▸ What is being asked
Once you find the line that contains "SimulatedHandler::scripted(vec![Duration::from_millis(4)])" in the entries below, give it again along with every following line, unchanged, through the final one.

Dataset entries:
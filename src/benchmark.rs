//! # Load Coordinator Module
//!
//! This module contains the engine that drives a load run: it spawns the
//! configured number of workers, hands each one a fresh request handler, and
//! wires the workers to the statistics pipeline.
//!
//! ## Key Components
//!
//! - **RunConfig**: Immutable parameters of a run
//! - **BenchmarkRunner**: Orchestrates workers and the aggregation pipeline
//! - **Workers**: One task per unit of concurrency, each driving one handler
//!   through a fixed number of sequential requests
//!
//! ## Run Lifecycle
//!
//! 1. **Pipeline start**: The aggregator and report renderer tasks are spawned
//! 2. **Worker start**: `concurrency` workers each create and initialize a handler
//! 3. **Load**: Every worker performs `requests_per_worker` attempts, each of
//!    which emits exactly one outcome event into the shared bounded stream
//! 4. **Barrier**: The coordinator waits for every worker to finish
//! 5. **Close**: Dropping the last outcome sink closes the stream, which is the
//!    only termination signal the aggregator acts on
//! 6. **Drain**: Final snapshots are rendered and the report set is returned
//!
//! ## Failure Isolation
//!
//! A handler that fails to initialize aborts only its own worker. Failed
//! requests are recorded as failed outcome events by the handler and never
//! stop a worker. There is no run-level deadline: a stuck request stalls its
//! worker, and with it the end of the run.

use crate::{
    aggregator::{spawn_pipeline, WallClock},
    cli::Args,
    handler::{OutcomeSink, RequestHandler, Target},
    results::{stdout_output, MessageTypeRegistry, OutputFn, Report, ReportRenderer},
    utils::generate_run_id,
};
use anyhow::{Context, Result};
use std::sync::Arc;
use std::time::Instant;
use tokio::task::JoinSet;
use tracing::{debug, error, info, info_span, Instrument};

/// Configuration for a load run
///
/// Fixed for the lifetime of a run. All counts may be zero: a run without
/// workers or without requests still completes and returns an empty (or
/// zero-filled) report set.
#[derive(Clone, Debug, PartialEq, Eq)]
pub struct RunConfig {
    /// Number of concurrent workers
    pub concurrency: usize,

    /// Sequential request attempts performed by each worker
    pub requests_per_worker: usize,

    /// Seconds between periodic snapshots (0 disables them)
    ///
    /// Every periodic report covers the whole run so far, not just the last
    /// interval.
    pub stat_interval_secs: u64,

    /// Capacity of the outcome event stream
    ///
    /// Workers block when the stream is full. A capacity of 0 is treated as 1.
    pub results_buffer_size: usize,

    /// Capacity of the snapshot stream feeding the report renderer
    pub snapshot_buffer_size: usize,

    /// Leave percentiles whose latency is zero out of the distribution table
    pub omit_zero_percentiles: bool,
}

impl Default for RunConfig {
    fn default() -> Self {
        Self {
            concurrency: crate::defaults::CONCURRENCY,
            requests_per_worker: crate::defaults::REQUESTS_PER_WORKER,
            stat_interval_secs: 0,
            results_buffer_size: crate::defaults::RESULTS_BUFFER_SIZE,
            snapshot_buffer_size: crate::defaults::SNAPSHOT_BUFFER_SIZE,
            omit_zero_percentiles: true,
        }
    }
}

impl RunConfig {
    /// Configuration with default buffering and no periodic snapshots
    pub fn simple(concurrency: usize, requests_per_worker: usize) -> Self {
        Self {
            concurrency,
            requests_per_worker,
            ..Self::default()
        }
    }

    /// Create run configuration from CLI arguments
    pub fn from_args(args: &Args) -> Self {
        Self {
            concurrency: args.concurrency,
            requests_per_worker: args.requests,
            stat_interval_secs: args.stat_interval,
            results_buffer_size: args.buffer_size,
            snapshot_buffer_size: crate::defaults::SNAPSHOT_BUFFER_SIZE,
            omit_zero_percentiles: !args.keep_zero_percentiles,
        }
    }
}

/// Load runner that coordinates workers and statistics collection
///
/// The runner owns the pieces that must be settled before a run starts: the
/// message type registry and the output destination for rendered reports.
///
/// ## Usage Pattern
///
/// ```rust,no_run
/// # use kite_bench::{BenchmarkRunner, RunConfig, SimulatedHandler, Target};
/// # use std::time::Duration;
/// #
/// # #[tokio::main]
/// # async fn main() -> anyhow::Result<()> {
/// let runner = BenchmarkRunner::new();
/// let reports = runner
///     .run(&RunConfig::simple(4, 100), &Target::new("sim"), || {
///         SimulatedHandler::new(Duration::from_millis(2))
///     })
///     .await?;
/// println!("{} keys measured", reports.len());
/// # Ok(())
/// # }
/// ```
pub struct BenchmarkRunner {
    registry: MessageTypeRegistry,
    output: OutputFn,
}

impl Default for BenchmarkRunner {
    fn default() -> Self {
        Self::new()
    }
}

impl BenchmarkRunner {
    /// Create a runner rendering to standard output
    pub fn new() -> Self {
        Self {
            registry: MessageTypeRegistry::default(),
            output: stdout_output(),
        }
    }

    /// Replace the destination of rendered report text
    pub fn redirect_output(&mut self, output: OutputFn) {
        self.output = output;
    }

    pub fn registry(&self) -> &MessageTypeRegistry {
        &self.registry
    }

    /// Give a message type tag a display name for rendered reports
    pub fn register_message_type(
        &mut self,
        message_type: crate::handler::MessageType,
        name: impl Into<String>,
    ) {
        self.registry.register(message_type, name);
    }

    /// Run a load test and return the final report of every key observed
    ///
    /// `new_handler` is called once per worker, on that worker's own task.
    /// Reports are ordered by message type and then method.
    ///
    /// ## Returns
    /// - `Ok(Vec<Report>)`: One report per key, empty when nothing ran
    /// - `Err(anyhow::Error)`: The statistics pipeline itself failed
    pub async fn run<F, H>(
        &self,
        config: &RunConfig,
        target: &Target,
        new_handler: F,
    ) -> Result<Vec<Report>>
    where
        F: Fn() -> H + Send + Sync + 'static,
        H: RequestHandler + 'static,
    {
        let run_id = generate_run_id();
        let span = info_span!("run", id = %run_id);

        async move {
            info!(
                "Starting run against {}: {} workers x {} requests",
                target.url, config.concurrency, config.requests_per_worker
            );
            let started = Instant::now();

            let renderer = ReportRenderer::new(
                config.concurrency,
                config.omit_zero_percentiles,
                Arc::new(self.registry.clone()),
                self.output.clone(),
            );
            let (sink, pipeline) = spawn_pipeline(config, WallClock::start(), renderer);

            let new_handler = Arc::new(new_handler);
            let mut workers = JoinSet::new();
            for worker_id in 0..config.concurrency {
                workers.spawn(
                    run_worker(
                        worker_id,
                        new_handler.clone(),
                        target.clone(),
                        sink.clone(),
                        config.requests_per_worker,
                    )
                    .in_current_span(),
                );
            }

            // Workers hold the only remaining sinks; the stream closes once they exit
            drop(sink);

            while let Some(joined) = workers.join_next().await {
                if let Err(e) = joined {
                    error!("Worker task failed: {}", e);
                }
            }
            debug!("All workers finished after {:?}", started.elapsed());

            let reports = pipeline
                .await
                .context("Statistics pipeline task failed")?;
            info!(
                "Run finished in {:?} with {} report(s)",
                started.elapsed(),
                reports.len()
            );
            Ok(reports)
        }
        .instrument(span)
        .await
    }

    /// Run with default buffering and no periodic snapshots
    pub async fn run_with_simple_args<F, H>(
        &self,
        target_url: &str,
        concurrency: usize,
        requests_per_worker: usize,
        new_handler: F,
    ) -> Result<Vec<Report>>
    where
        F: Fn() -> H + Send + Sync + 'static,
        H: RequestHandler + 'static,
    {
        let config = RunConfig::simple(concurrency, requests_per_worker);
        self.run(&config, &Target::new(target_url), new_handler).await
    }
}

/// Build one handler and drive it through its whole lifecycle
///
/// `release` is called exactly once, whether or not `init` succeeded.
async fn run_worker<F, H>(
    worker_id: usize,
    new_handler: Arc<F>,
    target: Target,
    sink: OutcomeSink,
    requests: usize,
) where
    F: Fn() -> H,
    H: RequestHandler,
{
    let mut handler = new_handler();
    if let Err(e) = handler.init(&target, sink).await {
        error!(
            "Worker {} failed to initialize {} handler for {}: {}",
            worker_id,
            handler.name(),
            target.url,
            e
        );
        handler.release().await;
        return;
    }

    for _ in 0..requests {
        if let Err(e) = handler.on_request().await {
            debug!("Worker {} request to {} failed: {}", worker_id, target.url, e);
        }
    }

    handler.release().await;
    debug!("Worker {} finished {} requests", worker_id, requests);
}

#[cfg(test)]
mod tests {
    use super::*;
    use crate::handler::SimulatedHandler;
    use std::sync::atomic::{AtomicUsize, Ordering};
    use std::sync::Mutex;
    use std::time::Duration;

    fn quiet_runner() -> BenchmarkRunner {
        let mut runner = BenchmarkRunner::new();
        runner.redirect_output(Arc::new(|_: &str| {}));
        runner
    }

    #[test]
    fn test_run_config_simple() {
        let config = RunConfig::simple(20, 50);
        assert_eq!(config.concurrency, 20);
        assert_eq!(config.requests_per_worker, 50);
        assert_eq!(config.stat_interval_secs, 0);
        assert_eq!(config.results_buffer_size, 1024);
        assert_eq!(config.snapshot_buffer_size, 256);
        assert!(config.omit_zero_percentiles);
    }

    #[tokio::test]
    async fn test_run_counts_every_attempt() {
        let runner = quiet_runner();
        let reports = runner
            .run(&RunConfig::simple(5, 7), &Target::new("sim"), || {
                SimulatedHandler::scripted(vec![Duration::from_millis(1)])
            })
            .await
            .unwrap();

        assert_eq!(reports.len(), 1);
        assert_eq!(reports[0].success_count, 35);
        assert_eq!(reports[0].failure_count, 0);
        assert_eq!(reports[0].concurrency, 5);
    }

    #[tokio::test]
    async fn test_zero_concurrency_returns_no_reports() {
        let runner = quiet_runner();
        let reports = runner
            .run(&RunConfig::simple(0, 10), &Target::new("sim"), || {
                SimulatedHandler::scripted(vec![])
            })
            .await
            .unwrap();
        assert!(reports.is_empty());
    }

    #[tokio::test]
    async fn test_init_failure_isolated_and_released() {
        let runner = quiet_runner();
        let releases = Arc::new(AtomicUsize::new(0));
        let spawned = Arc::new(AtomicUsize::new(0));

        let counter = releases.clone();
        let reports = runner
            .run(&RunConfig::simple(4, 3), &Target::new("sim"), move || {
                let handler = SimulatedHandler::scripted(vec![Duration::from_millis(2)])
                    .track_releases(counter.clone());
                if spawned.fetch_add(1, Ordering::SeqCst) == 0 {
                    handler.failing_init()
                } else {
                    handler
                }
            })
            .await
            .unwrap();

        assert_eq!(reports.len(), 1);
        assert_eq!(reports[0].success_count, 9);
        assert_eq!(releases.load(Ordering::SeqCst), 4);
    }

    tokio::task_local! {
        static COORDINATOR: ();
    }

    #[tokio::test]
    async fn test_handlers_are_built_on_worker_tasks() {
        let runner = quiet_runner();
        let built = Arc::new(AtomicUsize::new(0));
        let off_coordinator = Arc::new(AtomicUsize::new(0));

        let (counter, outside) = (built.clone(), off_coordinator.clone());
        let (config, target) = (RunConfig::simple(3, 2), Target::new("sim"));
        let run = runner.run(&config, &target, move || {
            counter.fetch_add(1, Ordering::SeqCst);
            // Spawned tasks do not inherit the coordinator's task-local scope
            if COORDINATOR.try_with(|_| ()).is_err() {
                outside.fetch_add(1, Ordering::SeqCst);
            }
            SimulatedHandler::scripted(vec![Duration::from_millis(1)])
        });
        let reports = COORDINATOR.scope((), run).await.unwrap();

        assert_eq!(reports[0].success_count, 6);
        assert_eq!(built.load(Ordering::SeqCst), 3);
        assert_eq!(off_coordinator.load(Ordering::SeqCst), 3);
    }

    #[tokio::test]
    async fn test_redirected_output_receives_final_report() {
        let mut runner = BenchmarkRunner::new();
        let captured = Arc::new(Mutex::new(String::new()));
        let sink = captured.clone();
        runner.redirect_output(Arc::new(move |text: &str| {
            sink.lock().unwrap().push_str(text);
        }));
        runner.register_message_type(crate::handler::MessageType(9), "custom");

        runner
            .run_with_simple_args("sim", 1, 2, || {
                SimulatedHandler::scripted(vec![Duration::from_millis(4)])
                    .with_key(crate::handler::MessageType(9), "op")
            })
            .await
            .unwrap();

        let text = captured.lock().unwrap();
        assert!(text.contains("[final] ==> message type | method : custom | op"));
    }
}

▸ Answer to this problem
                SimulatedHandler::scripted(vec![Duration::from_millis(4)])
                    .with_key(crate::handler::MessageType(9), "op")
            })
            .await
            .unwrap();

        let text = captured.lock().unwrap();
        assert!(text.contains("[final] ==> message type | method : custom | op"));
    }
}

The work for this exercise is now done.